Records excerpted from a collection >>
-=-=-=-=-
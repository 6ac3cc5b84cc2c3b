//! Ticket lifecycle orchestration.
//!
//! Each mutating operation runs in one transaction: the ticket row is locked,
//! the authorization and workflow checks run against the locked copy, and the
//! ticket write plus its notification and log rows commit together.

use std::sync::Arc;

use chrono::{NaiveDate, Utc};
use chrono_tz::Tz;
use sqlx::{PgConnection, PgPool};
use validator::Validate;

use crate::{
    config::Config,
    error::AppError,
    models::{
        notification::Notification,
        ticket::{
            AssignTicketRequest, CreateTicketRequest, Ticket, TicketStatus, UpdateStatusRequest,
            UpdateTicketRequest,
        },
        ticket_log::{TicketLog, TicketLogAction},
        user::User,
    },
    repositories::{
        begin_transaction, commit_transaction, ticket_log, NotificationRepository,
        TicketRepository, UserRepository, UserRepositoryTrait,
    },
    services::{
        status_transition::validate_transition,
        ticket_policy::{can_view, ensure_permitted, TicketAction},
    },
    types::TicketId,
    utils::time::{default_due_date, parse_calendar_date},
};

const TICKET_NOT_FOUND: &str = "Ticket not found.";

#[derive(Clone)]
pub struct TicketService {
    pool: PgPool,
    tickets: TicketRepository,
    notifications: NotificationRepository,
    users: Arc<dyn UserRepositoryTrait>,
    time_zone: Tz,
    default_due_days: i64,
}

impl TicketService {
    pub fn new(pool: PgPool, config: &Config) -> Self {
        Self::with_user_repository(pool, config, Arc::new(UserRepository::new()))
    }

    pub fn with_user_repository(
        pool: PgPool,
        config: &Config,
        users: Arc<dyn UserRepositoryTrait>,
    ) -> Self {
        Self {
            pool,
            tickets: TicketRepository::new(),
            notifications: NotificationRepository::new(),
            users,
            time_zone: config.time_zone,
            default_due_days: config.default_due_days,
        }
    }

    pub fn time_zone(&self) -> &Tz {
        &self.time_zone
    }

    /// Active tickets created by `actor`, newest first.
    pub async fn list(&self, actor: &User) -> Result<Vec<Ticket>, AppError> {
        self.tickets
            .list_active_by_creator(&self.pool, &actor.email)
            .await
    }

    /// A single active ticket visible to `actor` (creator or assignee).
    pub async fn show(&self, id: &str, actor: &User) -> Result<Ticket, AppError> {
        let id = parse_ticket_id(id)?;
        let ticket = self
            .tickets
            .find_active_by_id(&self.pool, id)
            .await?
            .ok_or_else(|| AppError::NotFound(TICKET_NOT_FOUND.into()))?;

        if !can_view(&ticket, actor) {
            return Err(AppError::NotFound(TICKET_NOT_FOUND.into()));
        }
        Ok(ticket)
    }

    /// Audit trail of a visible ticket, oldest entry first.
    pub async fn history(&self, id: &str, actor: &User) -> Result<Vec<TicketLog>, AppError> {
        let ticket = self.show(id, actor).await?;
        let logs = ticket_log::list_ticket_logs(&self.pool, ticket.id).await?;
        Ok(logs)
    }

    pub async fn create(
        &self,
        payload: CreateTicketRequest,
        actor: &User,
    ) -> Result<Ticket, AppError> {
        payload.validate()?;

        let due_date = self
            .resolve_due_date(payload.due_date.as_deref())?
            .unwrap_or_else(|| default_due_date(&self.time_zone, self.default_due_days));
        let assignee = normalize_email(payload.assignee);
        if let Some(email) = assignee.as_deref() {
            self.ensure_user_exists(email).await?;
        }

        let ticket = Ticket::new(
            payload.title.trim().to_string(),
            payload.description,
            assignee,
            due_date,
            actor.email.clone(),
        );

        let mut tx = begin_transaction(&self.pool).await?;
        let created = self.tickets.create(&mut *tx, &ticket).await?;
        append_log(
            &mut *tx,
            created.id,
            TicketLogAction::AddTicket,
            format!("{} created new ticket: {}", actor.name, created.title),
            actor,
        )
        .await?;
        commit_transaction(tx).await?;

        tracing::info!(
            ticket_id = %created.id,
            actor = %actor.email,
            action = TicketLogAction::AddTicket.as_str(),
            due_date = %due_date,
            "ticket created"
        );
        Ok(created)
    }

    pub async fn update(
        &self,
        payload: UpdateTicketRequest,
        actor: &User,
    ) -> Result<Ticket, AppError> {
        payload.validate()?;
        let id = parse_ticket_id(&payload.id)?;
        let due_date = self.resolve_due_date(payload.due_date.as_deref())?;
        let assignee = normalize_email(payload.assignee);

        let mut tx = begin_transaction(&self.pool).await?;
        let current = self.lock_ticket(&mut *tx, id).await?;
        ensure_permitted(&current, actor, TicketAction::Edit)?;

        if let Some(email) = assignee.as_deref() {
            self.ensure_user_exists(email).await?;
        }

        let updated = self
            .tickets
            .update_details(
                &mut *tx,
                id,
                payload.title.trim(),
                &payload.description,
                assignee.as_deref(),
                due_date.or(current.due_date),
                Utc::now(),
            )
            .await?;
        append_log(
            &mut *tx,
            updated.id,
            TicketLogAction::UpdateTicket,
            format!("{} updated ticket: {}", actor.name, updated.title),
            actor,
        )
        .await?;
        commit_transaction(tx).await?;

        tracing::info!(
            ticket_id = %updated.id,
            actor = %actor.email,
            action = TicketLogAction::UpdateTicket.as_str(),
            "ticket updated"
        );
        Ok(updated)
    }

    /// Soft-deletes the ticket; the log entry still references its id.
    pub async fn delete(&self, id: &str, actor: &User) -> Result<Ticket, AppError> {
        let id = parse_ticket_id(id)?;

        let mut tx = begin_transaction(&self.pool).await?;
        let current = self.lock_ticket(&mut *tx, id).await?;
        ensure_permitted(&current, actor, TicketAction::Delete)?;

        let deleted = self.tickets.soft_delete(&mut *tx, id, Utc::now()).await?;
        append_log(
            &mut *tx,
            deleted.id,
            TicketLogAction::DeleteTicket,
            format!("{} deleted ticket: {}", actor.name, deleted.title),
            actor,
        )
        .await?;
        commit_transaction(tx).await?;

        tracing::info!(
            ticket_id = %deleted.id,
            actor = %actor.email,
            action = TicketLogAction::DeleteTicket.as_str(),
            "ticket deleted"
        );
        Ok(deleted)
    }

    /// Assigns the ticket and notifies the new assignee.
    pub async fn assign(
        &self,
        payload: AssignTicketRequest,
        actor: &User,
    ) -> Result<Ticket, AppError> {
        payload.validate()?;
        let id = parse_ticket_id(&payload.id)?;
        let due_date = self.resolve_due_date(payload.due_date.as_deref())?;
        let assignee_email = payload.assignee.trim().to_string();

        let mut tx = begin_transaction(&self.pool).await?;
        let current = self.lock_ticket(&mut *tx, id).await?;
        ensure_permitted(&current, actor, TicketAction::Assign)?;

        let assignee = self
            .users
            .find_by_email(&self.pool, &assignee_email)
            .await?
            .ok_or_else(unknown_assignee)?;

        let updated = self
            .tickets
            .update_assignment(
                &mut *tx,
                id,
                &assignee.email,
                due_date.or(current.due_date),
                Utc::now(),
            )
            .await?;

        let notification = Notification::assignment(
            updated.id,
            &updated.title,
            assignee.email.clone(),
            &actor.name,
            actor.email.clone(),
        );
        let notification = self.notifications.create(&mut *tx, &notification).await?;

        append_log(
            &mut *tx,
            updated.id,
            TicketLogAction::AsignTicket,
            format!("{} assigned ticket to {}", actor.name, assignee.name),
            actor,
        )
        .await?;
        commit_transaction(tx).await?;

        tracing::info!(
            ticket_id = %updated.id,
            actor = %actor.email,
            assignee = %assignee.email,
            notification_id = %notification.id,
            action = TicketLogAction::AsignTicket.as_str(),
            "ticket assigned"
        );
        Ok(updated)
    }

    pub async fn change_status(
        &self,
        payload: UpdateStatusRequest,
        actor: &User,
    ) -> Result<Ticket, AppError> {
        payload.validate()?;
        let next = TicketStatus::try_from(payload.status)
            .map_err(|_| AppError::field("status", "The selected status is invalid."))?;
        let id = parse_ticket_id(&payload.id)?;

        let mut tx = begin_transaction(&self.pool).await?;
        let current = self.lock_ticket(&mut *tx, id).await?;
        ensure_permitted(&current, actor, TicketAction::ChangeStatus)?;
        validate_transition(current.status, next)?;

        let updated = self
            .tickets
            .update_status(&mut *tx, id, current.status, next, &actor.email, Utc::now())
            .await?
            .ok_or(AppError::InvalidTransition {
                from: current.status,
                to: next,
            })?;
        append_log(
            &mut *tx,
            updated.id,
            TicketLogAction::StatusUpdated,
            format!(
                "Status changed from {} to {}",
                current.status.label(),
                next.label()
            ),
            actor,
        )
        .await?;
        commit_transaction(tx).await?;

        tracing::info!(
            ticket_id = %updated.id,
            actor = %actor.email,
            from = current.status.label(),
            to = next.label(),
            action = TicketLogAction::StatusUpdated.as_str(),
            "ticket status changed"
        );
        Ok(updated)
    }
}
-=-=-=-=-
YOUR TASK >>
In the entries above, some lines hold the string "AddTicket". Copy each of them.

ANSWER TO THIS TASK >>
            TicketLogAction::AddTicket,
            action = TicketLogAction::AddTicket.as_str(),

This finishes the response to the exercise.